- **WHAT YOU NEED TO DO**: Scan the entries that follow and give only the number of lines containing "Serialize".

(MATERIAL PROVIDED)

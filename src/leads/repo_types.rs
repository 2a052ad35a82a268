use std::{fmt, str::FromStr};

use serde::{Deserialize, Serialize};
use time::OffsetDateTime;
use uuid::Uuid;

#[derive(Debug, Clone, Copy, Default, Serialize, Deserialize, PartialEq, Eq)]
#[serde(rename_all = "UPPERCASE")]
pub enum LeadStatus {
    #[default]
    Pending,
    Approved,
    Rejected,
    Withdrawn,
}

impl LeadStatus {
    pub fn as_str(&self) -> &'static str {
        match self {
            LeadStatus::Pending => "PENDING",
            LeadStatus::Approved => "APPROVED",
            LeadStatus::Rejected => "REJECTED",
            LeadStatus::Withdrawn => "WITHDRAWN",
        }
    }
}

impl fmt::Display for LeadStatus {
    fn fmt(&self, f: &mut fmt::Formatter<'_>) -> fmt::Result {
        f.write_str(self.as_str())
    }
}

impl FromStr for LeadStatus {
    type Err = anyhow::Error;

    fn from_str(s: &str) -> Result<Self, Self::Err> {
        match s {
            "PENDING" => Ok(LeadStatus::Pending),
            "APPROVED" => Ok(LeadStatus::Approved),
            "REJECTED" => Ok(LeadStatus::Rejected),
            "WITHDRAWN" => Ok(LeadStatus::Withdrawn),
            other => anyhow::bail!("unknown lead status {other:?}"),
        }
    }
}

/// A contact-form submission.
#[derive(Debug, Clone, Serialize)]
#[serde(rename_all = "camelCase")]
pub struct Lead {
    pub id: Uuid,
    pub name: String,
    pub email: String,
    pub phone: String, // country code + number
    pub message: String,
    pub status: LeadStatus,
    #[serde(with = "time::serde::rfc3339")]
    pub created_at: OffsetDateTime,
}

#[derive(Debug, Clone)]
pub struct NewLead {
    pub name: String,
    pub email: String,
    pub phone: String,
    pub message: String,
}

/// Admin listing filter. `search` is matched as a substring.
#[derive(Debug, Clone, Default)]
pub struct LeadFilter {
    pub search: Option<String>,
    pub limit: i64,
    pub offset: i64,
}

(End MATERIAL PROVIDED)

- **ANSWER TO THE PROBLEM**: 3